A basic question regarding definition of script F_infty at 2:09. It seems we only defined sigma algebra generated by a random variable before but never defined a sigma algebra generated by unions of sigma algebras? In general, unions of sigma algebras do not need to be a sigma algebra. Then, how is sigma(unions of F_n) defined? Even if we can generate a sigma algebra from the unions, is it guaranteed to be unique?
Apply th-cam.com/video/0i8l-TjMr4Y/w-d-xo.html to the union. I.e., any collection of subsets will have a unique smallest sigma algebra that contains this collection, that's what we use. (If you have many, intersect them (still a sigma algebra) to get the smallest one.)
At 8:23 when it talks about convergence almost surely, it is said that P(X_n -> X) = 1 is true for some set of Omega. Naively, I expected that all these convergence statements should be true for ALL elements of the sample space Omega? as random variables are functions on sample space? thank you!

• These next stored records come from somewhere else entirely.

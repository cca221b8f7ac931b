use std::fmt;

use crate::error::{Error, Result};

/// Packed 1D array of bits, used for single binarized rows
///
/// Bits are stored little-endian within `u32` words: bit `i` lives in word
/// `i / 32` at position `i % 32`.
#[derive(Debug, Clone, PartialEq, Eq, Default)]
pub struct BitArray {
    size: usize,
    bits: Vec<u32>,
}

impl BitArray {
    /// Create an array of `size` unset bits
    pub fn new(size: usize) -> Self {
        Self {
            size,
            bits: vec![0; size.div_ceil(32)],
        }
    }

    /// Number of bits
    pub fn size(&self) -> usize {
        self.size
    }

    /// Number of bytes needed to hold all bits
    pub fn size_in_bytes(&self) -> usize {
        self.size.div_ceil(8)
    }

    /// Get bit `i`
    #[inline]
    pub fn get(&self, i: usize) -> bool {
        debug_assert!(i < self.size, "bit {i} out of range {}", self.size);
        (self.bits[i / 32] >> (i & 31)) & 1 != 0
    }

    /// Set bit `i`
    #[inline]
    pub fn set(&mut self, i: usize) {
        debug_assert!(i < self.size, "bit {i} out of range {}", self.size);
        self.bits[i / 32] |= 1 << (i & 31);
    }

    /// Flip bit `i`
    #[inline]
    pub fn flip(&mut self, i: usize) {
        debug_assert!(i < self.size, "bit {i} out of range {}", self.size);
        self.bits[i / 32] ^= 1 << (i & 31);
    }

    /// Index of the first set bit at or after `from`, or `size()` if none
    pub fn next_set(&self, from: usize) -> usize {
        if from >= self.size {
            return self.size;
        }
        let mut offset = from / 32;
        let mut current = self.bits[offset] & !((1u32 << (from & 31)) - 1);
        while current == 0 {
            offset += 1;
            if offset == self.bits.len() {
                return self.size;
            }
            current = self.bits[offset];
        }
        (offset * 32 + current.trailing_zeros() as usize).min(self.size)
    }

    /// Index of the first unset bit at or after `from`, or `size()` if none
    pub fn next_unset(&self, from: usize) -> usize {
        if from >= self.size {
            return self.size;
        }
        let mut offset = from / 32;
        let mut current = !self.bits[offset] & !((1u32 << (from & 31)) - 1);
        while current == 0 {
            offset += 1;
            if offset == self.bits.len() {
                return self.size;
            }
            current = !self.bits[offset];
        }
        (offset * 32 + current.trailing_zeros() as usize).min(self.size)
    }

    /// Overwrite the 32-bit word holding bit `i`; `i` must be word aligned
    pub fn set_bulk(&mut self, i: usize, new_bits: u32) {
        debug_assert_eq!(i % 32, 0);
        self.bits[i / 32] = new_bits;
    }

    /// Set every bit in `start..end`
    ///
    /// # Panics
    /// Panics if the range is reversed or extends past `size()`.
    pub fn set_range(&mut self, start: usize, end: usize) {
        assert!(start <= end && end <= self.size, "invalid range {start}..{end}");
        if start == end {
            return;
        }
        let end = end - 1;
        let first_word = start / 32;
        let last_word = end / 32;
        for word in first_word..=last_word {
            self.bits[word] |= range_mask(word, first_word, last_word, start, end);
        }
    }

    /// Unset every bit
    pub fn clear(&mut self) {
        self.bits.fill(0);
    }

    /// True if every bit in `start..end` equals `value`
    ///
    /// # Panics
    /// Panics if the range is reversed or extends past `size()`.
    pub fn is_range(&self, start: usize, end: usize, value: bool) -> bool {
        assert!(start <= end && end <= self.size, "invalid range {start}..{end}");
        if start == end {
            return true;
        }
        let end = end - 1;
        let first_word = start / 32;
        let last_word = end / 32;
        (first_word..=last_word).all(|word| {
            let mask = range_mask(word, first_word, last_word, start, end);
            let expected = if value { mask } else { 0 };
            self.bits[word] & mask == expected
        })
    }

    /// Append one bit, growing the array
    pub fn append_bit(&mut self, bit: bool) {
        self.ensure_capacity(self.size + 1);
        if bit {
            self.bits[self.size / 32] |= 1 << (self.size & 31);
        }
        self.size += 1;
    }

    /// Append the `num_bits` least significant bits of `value`, most significant first
    ///
    /// # Panics
    /// Panics if `num_bits > 32`.
    pub fn append_bits(&mut self, value: u32, num_bits: usize) {
        assert!(num_bits <= 32, "num_bits must be between 0 and 32");
        self.ensure_capacity(self.size + num_bits);
        for shift in (0..num_bits).rev() {
            self.append_bit((value >> shift) & 1 == 1);
        }
    }

    /// Append every bit of `other`
    pub fn append_bit_array(&mut self, other: &BitArray) {
        self.ensure_capacity(self.size + other.size);
        for i in 0..other.size {
            self.append_bit(other.get(i));
        }
    }

    /// Exclusive-or with an array of the same size
    pub fn xor(&mut self, other: &BitArray) -> Result<()> {
        if self.size != other.size {
            return Err(Error::DimensionMismatch {
                expected_width: self.size,
                expected_height: 1,
                width: other.size,
                height: 1,
            });
        }
        for (word, other_word) in self.bits.iter_mut().zip(&other.bits) {
            *word ^= other_word;
        }
        Ok(())
    }

    /// Pack bits starting at `bit_offset` into bytes, most significant bit first
    pub fn to_bytes(&self, bit_offset: usize, out: &mut [u8]) {
        let mut bit = bit_offset;
        for byte in out.iter_mut() {
            let mut value = 0u8;
            for j in 0..8 {
                if bit < self.size && self.get(bit) {
                    value |= 1 << (7 - j);
                }
                bit += 1;
            }
            *byte = value;
        }
    }

    /// Reverse the bit order in place
    pub fn reverse(&mut self) {
        let mut reversed = vec![0u32; self.bits.len()];
        for i in (0..self.size).filter(|&i| self.get(i)) {
            let j = self.size - 1 - i;
            reversed[j / 32] |= 1 << (j & 31);
        }
        self.bits = reversed;
    }

    /// Backing words
    pub fn words(&self) -> &[u32] {
        &self.bits
    }

    fn ensure_capacity(&mut self, size: usize) {
        let needed = size.div_ceil(32);
        if needed > self.bits.len() {
            self.bits.resize(needed, 0);
        }
    }
}

fn range_mask(word: usize, first_word: usize, last_word: usize, start: usize, end: usize) -> u32 {
    let first_bit = if word > first_word { 0 } else { start & 31 };
    let last_bit = if word < last_word { 31 } else { end & 31 };
    ((2u64 << last_bit) - (1u64 << first_bit)) as u32
}

impl fmt::Display for BitArray {
    fn fmt(&self, f: &mut fmt::Formatter<'_>) -> fmt::Result {
        for i in 0..self.size {
            if i % 8 == 0 {
                f.write_str(" ")?;
            }
            f.write_str(if self.get(i) { "X" } else { "." })?;
        }
        Ok(())
    }
}
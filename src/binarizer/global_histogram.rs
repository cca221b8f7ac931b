use std::sync::Arc;

use tracing::trace;

use super::{Binarizer, prepare_row};
use crate::luminance::LuminanceSource;
use crate::models::{BitArray, BitMatrix};

const LUMINANCE_BITS: u32 = 5;
const LUMINANCE_SHIFT: u32 = 8 - LUMINANCE_BITS;
const LUMINANCE_BUCKETS: usize = 1 << LUMINANCE_BITS;

/// Single-threshold binarizer driven by a 32-bucket luminance histogram
///
/// Cheap and good for evenly lit frames; rows are sharpened with a 1-4-1
/// kernel before thresholding. Shadows and gradients defeat it, which is
/// what [`super::HybridBinarizer`] is for.
pub struct GlobalHistogramBinarizer {
    source: Arc<dyn LuminanceSource>,
}

impl GlobalHistogramBinarizer {
    /// Bind to `source`
    pub fn new(source: Arc<dyn LuminanceSource>) -> Self {
        Self { source }
    }
}

impl Binarizer for GlobalHistogramBinarizer {
    fn luminance_source(&self) -> &Arc<dyn LuminanceSource> {
        &self.source
    }

    fn black_row(&self, y: usize, row: BitArray) -> Option<BitArray> {
        let width = self.source.width();
        let mut row = prepare_row(row, width);
        let luminances = self.source.row(y);

        let mut buckets = [0u32; LUMINANCE_BUCKETS];
        for &pixel in luminances.iter() {
            buckets[(pixel >> LUMINANCE_SHIFT) as usize] += 1;
        }
        let black_point = estimate_black_point(&buckets)? as i32;

        if width < 3 {
            for (x, &pixel) in luminances.iter().enumerate() {
                if (pixel as i32) < black_point {
                    row.set(x);
                }
            }
        } else {
            let mut left = luminances[0] as i32;
            let mut center = luminances[1] as i32;
            for x in 1..width - 1 {
                let right = luminances[x + 1] as i32;
                // 1-4-1 sharpening
                if (center * 4 - left - right) / 2 < black_point {
                    row.set(x);
                }
                left = center;
                center = right;
            }
        }
        Some(row)
    }

    fn black_matrix(&self) -> Option<BitMatrix> {
        let width = self.source.width();
        let height = self.source.height();

        // Sample four rows across the middle of the frame, skipping the outer fifth
        let mut buckets = [0u32; LUMINANCE_BUCKETS];
        let right = width * 4 / 5;
        for y in 1..5 {
            let luminances = self.source.row(height * y / 5);
            for &pixel in &luminances[width / 5..right] {
                buckets[(pixel >> LUMINANCE_SHIFT) as usize] += 1;
            }
        }
        let black_point = estimate_black_point(&buckets)?;

        let luminances = self.source.matrix();
        let mut matrix = BitMatrix::new(width, height);
        for (y, row) in luminances.chunks_exact(width).enumerate() {
            for (x, &pixel) in row.iter().enumerate() {
                if pixel < black_point {
                    matrix.set(x, y, true);
                }
            }
        }
        Some(matrix)
    }

    fn create_binarizer(&self, source: Arc<dyn LuminanceSource>) -> Box<dyn Binarizer> {
        Box::new(Self::new(source))
    }
}

/// Luminance below which a pixel counts as black, `None` on a unimodal histogram
pub(crate) fn estimate_black_point(buckets: &[u32; LUMINANCE_BUCKETS]) -> Option<u8> {
    let mut max_bucket_count = 0;
    let mut first_peak = 0;
    let mut first_peak_size = 0;
    for (x, &count) in buckets.iter().enumerate() {
        if count > first_peak_size {
            first_peak = x;
            first_peak_size = count;
        }
        max_bucket_count = max_bucket_count.max(count);
    }

    // Second peak: tall and far from the first
    let mut second_peak = 0;
    let mut second_peak_score = 0u64;
    for (x, &count) in buckets.iter().enumerate() {
        let distance = x.abs_diff(first_peak) as u64;
        let score = count as u64 * distance * distance;
        if score > second_peak_score {
            second_peak = x;
            second_peak_score = score;
        }
    }

    if second_peak_score == 0 {
        trace!(first_peak, "single-valued histogram, no black point");
        return None;
    }

    if first_peak > second_peak {
        std::mem::swap(&mut first_peak, &mut second_peak);
    }

    if second_peak - first_peak <= LUMINANCE_BUCKETS / 16 {
        trace!(first_peak, second_peak, "histogram peaks too close, no black point");
        return None;
    }

    // Deepest valley between the peaks, biased towards the white peak
    let mut best_valley = second_peak - 1;
    let mut best_valley_score = -1i64;
    for x in (first_peak + 1..second_peak).rev() {
        let from_first = (x - first_peak) as i64;
        let score = from_first
            * from_first
            * (second_peak - x) as i64
            * (max_bucket_count - buckets[x]) as i64;
        if score > best_valley_score {
            best_valley = x;
            best_valley_score = score;
        }
    }

    Some((best_valley << LUMINANCE_SHIFT) as u8)
}
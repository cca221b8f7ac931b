//! Subscriber setup for binaries; the library itself only emits events.

use tracing_subscriber::prelude::*;
use tracing_subscriber::{EnvFilter, fmt};

/// Install a formatting subscriber filtered by `RUST_LOG` (default `info`)
pub fn init() {
    let env_filter = EnvFilter::try_from_default_env().unwrap_or_else(|_| EnvFilter::new("info"));

    let fmt_layer = fmt::layer()
        .with_target(false)
        .with_timer(fmt::time::uptime())
        .with_writer(std::io::stderr);

    tracing_subscriber::registry()
        .with(env_filter)
        .with(fmt_layer)
        .init();
}
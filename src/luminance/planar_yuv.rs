use std::borrow::Cow;
use std::sync::Arc;

use super::{InvertedLuminanceSource, LuminanceSource, check_crop};
use crate::error::{Error, Result};

const THUMBNAIL_SCALE_FACTOR: usize = 2;

/// Luminance view over the Y plane of a planar YUV camera frame
///
/// Only the first `data_width * data_height` bytes (the Y plane) are read;
/// chroma planes that follow are ignored.
#[derive(Debug, Clone)]
pub struct PlanarYuvLuminanceSource {
    yuv: Arc<[u8]>,
    data_width: usize,
    data_height: usize,
    left: usize,
    top: usize,
    width: usize,
    height: usize,
}

impl PlanarYuvLuminanceSource {
    /// Window `width x height` at (`left`, `top`) of a `data_width x data_height` frame
    ///
    /// With `reverse_horizontal` the window is mirrored left to right once,
    /// up front, for front-facing cameras.
    #[allow(clippy::too_many_arguments)]
    pub fn new(
        yuv: Vec<u8>,
        data_width: usize,
        data_height: usize,
        left: usize,
        top: usize,
        width: usize,
        height: usize,
        reverse_horizontal: bool,
    ) -> Result<Self> {
        check_crop(data_width, data_height, left, top, width, height)?;
        let plane = data_width * data_height;
        if yuv.len() < plane {
            return Err(Error::BufferTooSmall {
                expected: plane,
                actual: yuv.len(),
            });
        }

        let mut yuv = yuv;
        if reverse_horizontal {
            for y in 0..height {
                let start = (y + top) * data_width + left;
                yuv[start..start + width].reverse();
            }
        }

        Ok(Self {
            yuv: yuv.into(),
            data_width,
            data_height,
            left,
            top,
            width,
            height,
        })
    }

    /// Half-resolution ARGB preview of the window, opaque gray pixels
    pub fn render_thumbnail(&self) -> Vec<u32> {
        let width = self.thumbnail_width();
        let height = self.thumbnail_height();
        let mut pixels = Vec::with_capacity(width * height);
        let mut input_offset = self.top * self.data_width + self.left;
        for _ in 0..height {
            for x in 0..width {
                let grey = self.yuv[input_offset + x * THUMBNAIL_SCALE_FACTOR] as u32;
                pixels.push(0xFF00_0000 | (grey * 0x0001_0101));
            }
            input_offset += self.data_width * THUMBNAIL_SCALE_FACTOR;
        }
        pixels
    }

    /// Width of `render_thumbnail` output
    pub fn thumbnail_width(&self) -> usize {
        self.width / THUMBNAIL_SCALE_FACTOR
    }

    /// Height of `render_thumbnail` output
    pub fn thumbnail_height(&self) -> usize {
        self.height / THUMBNAIL_SCALE_FACTOR
    }
}

impl LuminanceSource for PlanarYuvLuminanceSource {
    fn width(&self) -> usize {
        self.width
    }

    fn height(&self) -> usize {
        self.height
    }

    fn row(&self, y: usize) -> Cow<'_, [u8]> {
        let offset = (y + self.top) * self.data_width + self.left;
        Cow::Borrowed(&self.yuv[offset..offset + self.width])
    }

    fn matrix(&self) -> Cow<'_, [u8]> {
        if self.width == self.data_width {
            let start = self.top * self.data_width;
            return Cow::Borrowed(&self.yuv[start..start + self.width * self.height]);
        }
        let mut matrix = Vec::with_capacity(self.width * self.height);
        for y in 0..self.height {
            matrix.extend_from_slice(&self.row(y));
        }
        Cow::Owned(matrix)
    }

    fn is_crop_supported(&self) -> bool {
        true
    }

    fn crop(
        &self,
        left: usize,
        top: usize,
        width: usize,
        height: usize,
    ) -> Result<Arc<dyn LuminanceSource>> {
        check_crop(self.width, self.height, left, top, width, height)?;
        Ok(Arc::new(Self {
            yuv: Arc::clone(&self.yuv),
            data_width: self.data_width,
            data_height: self.data_height,
            left: self.left + left,
            top: self.top + top,
            width,
            height,
        }))
    }

    fn is_inversion_supported(&self) -> bool {
        true
    }

    fn invert(&self) -> Result<Arc<dyn LuminanceSource>> {
        Ok(Arc::new(InvertedLuminanceSource::new(Arc::new(self.clone()))))
    }
}

#[cfg(test)]
mod tests {
    use super::*;

    fn frame(width: usize, height: usize) -> Vec<u8> {
        // Y plane followed by a quarter-size chroma plane
        let mut data: Vec<u8> = (0..width * height).map(|i| i as u8).collect();
        data.extend(std::iter::repeat_n(128, width * height / 2));
        data
    }

    #[test]
    fn test_window_rows() {
        let source = PlanarYuvLuminanceSource::new(frame(8, 6), 8, 6, 2, 1, 4, 3, false).unwrap();
        assert_eq!(&*source.row(0), &[10, 11, 12, 13]);
        assert_eq!(source.matrix().len(), 12);
        assert_eq!(source.matrix()[4], 18);
    }

    #[test]
    fn test_reverse_horizontal() {
        let source = PlanarYuvLuminanceSource::new(frame(4, 2), 4, 2, 0, 0, 4, 2, true).unwrap();
        assert_eq!(&*source.row(0), &[3, 2, 1, 0]);
        assert_eq!(&*source.row(1), &[7, 6, 5, 4]);
    }

    #[test]
    fn test_window_outside_frame() {
        let result = PlanarYuvLuminanceSource::new(frame(4, 4), 4, 4, 2, 0, 4, 4, false);
        assert!(matches!(result, Err(Error::CropOutOfBounds { .. })));
    }

    #[test]
    fn test_crop_and_rotate_unsupported() {
        let source = PlanarYuvLuminanceSource::new(frame(8, 8), 8, 8, 0, 0, 8, 8, false).unwrap();
        let cropped = source.crop(4, 4, 2, 2).unwrap();
        assert_eq!(&*cropped.row(1), &[44, 45]);
        assert!(!source.is_rotate_supported());
        assert!(source.rotate_counter_clockwise().is_err());
    }

    #[test]
    fn test_thumbnail() {
        let source = PlanarYuvLuminanceSource::new(frame(4, 4), 4, 4, 0, 0, 4, 4, false).unwrap();
        assert_eq!(source.thumbnail_width(), 2);
        assert_eq!(source.thumbnail_height(), 2);
        let thumb = source.render_thumbnail();
        assert_eq!(thumb, vec![0xFF00_0000, 0xFF02_0202, 0xFF08_0808, 0xFF0A_0A0A]);
    }
}
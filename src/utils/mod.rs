//! Utility functions for image processing
//!
//! - Pixel format conversion (12 packed layouts to luminance)
//! - Geometry (perspective transforms between quadrilaterals)

pub mod geometry;
pub mod grayscale;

Hmm for the definition of convergence weakly or in L^p, expectations are involved and so each element of sample space(s) (for the case of converging weakly there is no subtraction between random variables and hence sample spaces can be different) sort of contributes to the convergence. So I naively expected that for convergence in probability and almost surely, the formulas should be true for every element in the sample space Omega? After a brief search, is what i missed related to convergence pointwise or uniformly of functions? the definitions introduced in the lecture sound more like converge pointwisely?
@@texla-kh9qx I'm not sure about your questions. A.s. convergence means that for almost all omegas X_n(omega) --> X(omega). With in-probability, L^p and a.s convergence we do need to look at random variables on the same probability space. This is not the case for weak convergence so there they can be defined in different spaces. A.s. convergence is indeed pointwise on a full measure set of points (omegas, that is). The other modes of convergence here are new compared to the standard analysis notions. Later on there will be a statement saying that adding a sup into the definition of in-probability convergence boosts it up to a.s. convergence. th-cam.com/video/dS61PkLHEzg/w-d-xo.html This resembles a little bit to uniform convergence of functions but still different from that.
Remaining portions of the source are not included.